The aim of the present study was to investigate the possibility of integrating porous hydroxyapatite (HA) ceramics with a capillary vessel network via insertion of a vascular pedicle, and to determine whether this procedure enhances new bone formation in tissue engineering of bone. First, synthetic interconnected porous HA (IP-CHA) was implanted subcutaneously into rat groin with or without insertion of superficial inferior epigastric vessels. At 6 weeks, IP-CHA with vascular insertion contained thick fibrous connective tissue with a number of large blood vessels that seemed to derive from the inserted vascular bundle. Next, IP-CHA loaded with recombinant human bone morphogenetic protein 2 (BMP, 2 or 10 microg/block) was implanted with or without vascular insertion. At 3 weeks, IP-CHA/BMP (10 microg) composite with vascular insertion exhibited abundant new bone formation in the pores of the deep portion close to the inserted vessels.

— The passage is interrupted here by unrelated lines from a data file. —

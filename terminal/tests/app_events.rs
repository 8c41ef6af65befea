//! Drives `App` against an in-memory `ApiService` and checks the event loop
//! outcomes the screens rely on.

use std::sync::atomic::{AtomicUsize, Ordering};
use std::sync::Arc;
use std::time::Duration;

use async_trait::async_trait;
use parking_lot::Mutex;
use papertrade::app::{App, AppEvent, Screen, ToastLevel};
use papertrade::config::ClientConfig;
use papertrade::core::service::ApiService;
use papertrade::core::{AppError, Result};
use papertrade::services::session::SessionStore;
use shared::*;

#[derive(Default)]
struct MockApi {
    token: Mutex<Option<String>>,
    reject_trades: bool,
    balance: Mutex<f64>,
    trades: Mutex<Vec<Trade>>,
    /// Token returned by `register`; `None` makes the client log in afterwards.
    register_token: Option<String>,
    /// Notification and alert mutations are rejected.
    reject_syncs: bool,
    notifications: Mutex<Vec<Notification>>,
    alerts: Mutex<Vec<PriceAlert>>,
    login_calls: AtomicUsize,
    wallet_calls: AtomicUsize,
    transfer_calls: AtomicUsize,
}

impl MockApi {
    fn with_balance(balance: f64) -> Self {
        Self {
            balance: Mutex::new(balance),
            ..Default::default()
        }
    }

    fn wallet(&self) -> Wallet {
        Wallet {
            balance: *self.balance.lock(),
            currency: "USD".to_string(),
            last_updated: "2024-06-04T10:00:00Z".to_string(),
        }
    }
}

fn unsupported<T>() -> Result<T> {
    Err(AppError::Api("not available in tests".to_string()))
}

fn rejected<T>() -> Result<T> {
    Err(AppError::Api("Service unavailable".to_string()))
}

fn trade(id: &str, quantity: f64) -> Trade {
    Trade {
        id: id.to_string(),
        symbol: "BTCUSDT".to_string(),
        side: TradeSide::Buy,
        quantity,
        price: 100.0,
        status: TradeStatus::Open,
        pnl: None,
        created_at: "2024-06-04T10:00:00Z".to_string(),
        closed_at: None,
    }
}

fn notification(id: &str) -> Notification {
    Notification {
        id: id.to_string(),
        kind: NotificationKind::Trade,
        title: "Trade executed".to_string(),
        message: "Bought 1 BTCUSDT".to_string(),
        read: false,
        created_at: "2024-06-04T10:00:00Z".to_string(),
        data: None,
    }
}

fn alert(id: &str) -> PriceAlert {
    PriceAlert {
        id: id.to_string(),
        symbol: "BTCUSDT".to_string(),
        condition: AlertCondition::Above,
        target_price: 50_000.0,
        current_price: 45_000.0,
        active: true,
        created_at: "2024-06-04T10:00:00Z".to_string(),
    }
}

fn user() -> User {
    User {
        id: "u1".to_string(),
        full_name: "Ada Lovelace".to_string(),
        email: "ada@example.com".to_string(),
        phone_no: "555-0100".to_string(),
        address: "London".to_string(),
        balance: 10_000.0,
    }
}

#[async_trait]
impl ApiService for MockApi {
    fn set_token(&self, token: Option<String>) {
        *self.token.lock() = token;
    }

    fn token(&self) -> Option<String> {
        self.token.lock().clone()
    }

    async fn login(&self, request: LoginRequest) -> Result<AuthResponse> {
        self.login_calls.fetch_add(1, Ordering::SeqCst);
        if request.password != "correct-horse" {
            return Err(AppError::Unauthorized);
        }
        Ok(AuthResponse {
            access_token: Some("jwt-login".to_string()),
            user: user(),
        })
    }

    async fn register(&self, request: RegisterRequest) -> Result<AuthResponse> {
        Ok(AuthResponse {
            access_token: self.register_token.clone(),
            user: User {
                full_name: request.full_name,
                email: request.email,
                ..user()
            },
        })
    }

    async fn get_user_trades(&self) -> Result<Vec<Trade>> {
        if self.reject_trades {
            return Err(AppError::Unauthorized);
        }
        Ok(self.trades.lock().clone())
    }

    async fn place_trade(&self, request: PlaceTradeRequest) -> Result<Trade> {
        let price = 100.0;
        let trade = Trade {
            id: format!("t{}", self.trades.lock().len() + 1),
            symbol: request.symbol,
            side: request.side,
            quantity: request.quantity,
            price,
            status: TradeStatus::Open,
            pnl: None,
            created_at: "2024-06-04T10:00:00Z".to_string(),
            closed_at: None,
        };
        *self.balance.lock() -= request.quantity * price;
        self.trades.lock().push(trade.clone());
        Ok(trade)
    }

    async fn close_trade(&self, trade_id: &str) -> Result<Trade> {
        let mut trades = self.trades.lock();
        let Some(trade) = trades.iter_mut().find(|t| t.id == trade_id) else {
            return Err(AppError::Api("Trade not found".to_string()));
        };
        let pnl = 40.0;
        trade.status = TradeStatus::Closed;
        trade.pnl = Some(pnl);
        trade.closed_at = Some("2024-06-04T11:00:00Z".to_string());
        *self.balance.lock() += trade.quantity * trade.price + pnl;
        Ok(trade.clone())
    }

    async fn get_live_price(&self, symbol: &str) -> Result<LivePrice> {
        Ok(LivePrice {
            symbol: symbol.to_string(),
            price: 100.0,
            change_24h: None,
        })
    }

    async fn get_wallet(&self) -> Result<Wallet> {
        self.wallet_calls.fetch_add(1, Ordering::SeqCst);
        Ok(self.wallet())
    }

    async fn deposit(&self, request: TransferRequest) -> Result<Wallet> {
        self.transfer_calls.fetch_add(1, Ordering::SeqCst);
        *self.balance.lock() += request.amount;
        Ok(self.wallet())
    }

    async fn withdraw(&self, request: TransferRequest) -> Result<Wallet> {
        self.transfer_calls.fetch_add(1, Ordering::SeqCst);
        *self.balance.lock() -= request.amount;
        Ok(self.wallet())
    }

    async fn get_wallet_transactions(&self) -> Result<Vec<WalletTransaction>> {
        Ok(Vec::new())
    }

    async fn get_notifications(&self, _page: u32, _limit: u32) -> Result<NotificationPage> {
        let notifications = self.notifications.lock().clone();
        Ok(NotificationPage {
            total: notifications.len() as u64,
            notifications,
        })
    }

    async fn mark_notification_read(&self, _id: &str) -> Result<()> {
        if self.reject_syncs {
            return rejected();
        }
        Ok(())
    }

    async fn mark_all_notifications_read(&self) -> Result<()> {
        Ok(())
    }

    async fn delete_notification(&self, _id: &str) -> Result<()> {
        Ok(())
    }

    async fn get_notification_settings(&self) -> Result<NotificationSettings> {
        unsupported()
    }

    async fn update_notification_settings(
        &self,
        settings: NotificationSettings,
    ) -> Result<NotificationSettings> {
        Ok(settings)
    }

    async fn get_price_alerts(&self) -> Result<Vec<PriceAlert>> {
        Ok(self.alerts.lock().clone())
    }

    async fn create_price_alert(&self, _request: CreatePriceAlertRequest) -> Result<PriceAlert> {
        unsupported()
    }

    async fn delete_price_alert(&self, _id: &str) -> Result<()> {
        if self.reject_syncs {
            return rejected();
        }
        Ok(())
    }

    async fn toggle_price_alert(&self, id: &str, active: bool) -> Result<PriceAlert> {
        if self.reject_syncs {
            return rejected();
        }
        Ok(PriceAlert {
            active,
            ..alert(id)
        })
    }

    async fn get_profile(&self) -> Result<UserProfile> {
        unsupported()
    }

    async fn update_profile(&self, _update: ProfileUpdate) -> Result<UserProfile> {
        unsupported()
    }

    async fn upload_avatar(&self, _file_name: String, _bytes: Vec<u8>) -> Result<AvatarResponse> {
        unsupported()
    }

    async fn get_profile_settings(&self) -> Result<ProfileSettings> {
        unsupported()
    }

    async fn update_profile_settings(&self, settings: ProfileSettings) -> Result<ProfileSettings> {
        Ok(settings)
    }

    async fn change_password(&self, _request: ChangePasswordRequest) -> Result<()> {
        Ok(())
    }

    async fn delete_account(&self) -> Result<()> {
        Ok(())
    }

    async fn enable_two_factor(&self) -> Result<TwoFactorSetup> {
        unsupported()
    }

    async fn verify_two_factor(&self, _token: String) -> Result<()> {
        Ok(())
    }

    async fn disable_two_factor(&self, _token: String) -> Result<()> {
        Ok(())
    }
}

fn session_path() -> std::path::PathBuf {
    std::env::temp_dir().join(format!("papertrade-app-{}.json", uuid::Uuid::new_v4()))
}

fn test_config(session_file: &std::path::Path) -> ClientConfig {
    ClientConfig {
        api_url: "http://127.0.0.1:9/api".to_string(),
        // Nothing listens here: the push feed fails and falls back to polling.
        ws_url: Some("ws://127.0.0.1:9/ws".to_string()),
        session_file: session_file.to_path_buf(),
        ..ClientConfig::default()
    }
}

/// Tick the app until `done` holds or two seconds pass.
async fn tick_until(app: &mut App, done: impl Fn(&App) -> bool) -> bool {
    for _ in 0..200 {
        app.on_tick();
        if done(app) {
            return true;
        }
        tokio::time::sleep(Duration::from_millis(10)).await;
    }
    false
}

#[tokio::test(flavor = "multi_thread")]
async fn stored_session_is_restored_on_start() {
    let path = session_path();
    SessionStore::new(&path).store_auth("jwt-stored", &user()).unwrap();

    let api = Arc::new(MockApi::with_balance(10_000.0));
    let app = App::with_api(test_config(&path), api.clone(), SessionStore::new(&path));

    let state = app.state.read();
    assert!(state.is_authenticated());
    assert_eq!(state.screen, Screen::Dashboard);
    assert_eq!(api.token().as_deref(), Some("jwt-stored"));
    drop(state);
    let _ = std::fs::remove_file(&path);
}

#[tokio::test(flavor = "multi_thread")]
async fn unauthorized_response_forces_logout() {
    let path = session_path();
    SessionStore::new(&path).store_auth("jwt-stale", &user()).unwrap();

    let api = Arc::new(MockApi {
        reject_trades: true,
        ..MockApi::with_balance(10_000.0)
    });
    let mut app = App::with_api(test_config(&path), api.clone(), SessionStore::new(&path));

    // The first tick on the dashboard refreshes trades, which the backend rejects.
    let logged_out = tick_until(&mut app, |app| app.state.read().screen == Screen::Login).await;
    assert!(logged_out, "app never returned to the login screen");

    let mut state = app.state.write();
    assert!(!state.is_authenticated());
    assert!(state.store.trades.trades.is_empty());
    assert!(state.store.wallet.wallet.is_none());
    let toasts = state.take_toasts();
    assert!(toasts
        .iter()
        .any(|t| t.level == ToastLevel::Warning && t.message.contains("Session expired")));
    drop(state);

    assert!(api.token().is_none());
    assert!(SessionStore::new(&path).load().is_none());
    assert!(!app.is_price_stream_running());
}

#[tokio::test(flavor = "multi_thread")]
async fn placing_a_trade_adds_it_and_refreshes_balance() {
    let path = session_path();
    SessionStore::new(&path).store_auth("jwt-live", &user()).unwrap();

    let api = Arc::new(MockApi::with_balance(10_000.0));
    let mut app = App::with_api(test_config(&path), api.clone(), SessionStore::new(&path));

    // Let the dashboard's initial trade refresh land first.
    let loaded = tick_until(&mut app, |app| {
        let state = app.state.read();
        state.last_trades_poll.is_some() && !state.store.trades.loading
    })
    .await;
    assert!(loaded);

    {
        let mut state = app.state.write();
        state.trade_form.symbol = "ETHUSDT".to_string();
        state.trade_form.quantity = "2.5".to_string();
        state.trade_form.side = TradeSide::Buy;
    }
    app.handle_place_trade();
    assert!(app.state.read().trade_form.submitting);

    let settled = tick_until(&mut app, |app| {
        let state = app.state.read();
        state.store.trades.trades.iter().any(|t| t.symbol == "ETHUSDT")
            && state.store.wallet.balance() == Some(9_750.0)
    })
    .await;
    assert!(settled, "trade or balance never arrived");

    let state = app.state.read();
    assert!(!state.trade_form.submitting);
    assert!(state.trade_form.quantity.is_empty());
    assert_eq!(state.store.trades.open_trades().count(), 1);
    drop(state);
    let _ = std::fs::remove_file(&path);
}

In contrast, IP-CHA/BMP (10 microg) without vascular insertion showed poor bone formation. Histomorphometric analysis demonstrated that vascular insertion significantly increased new bone formation. In IP-CHAs with a lower dose of BMP (2 microg), no bone formation was found, with or without vascular insertion. These results suggest that the present system of integrating a vascular network with IP-CHA is a useful technique for bone tissue engineering.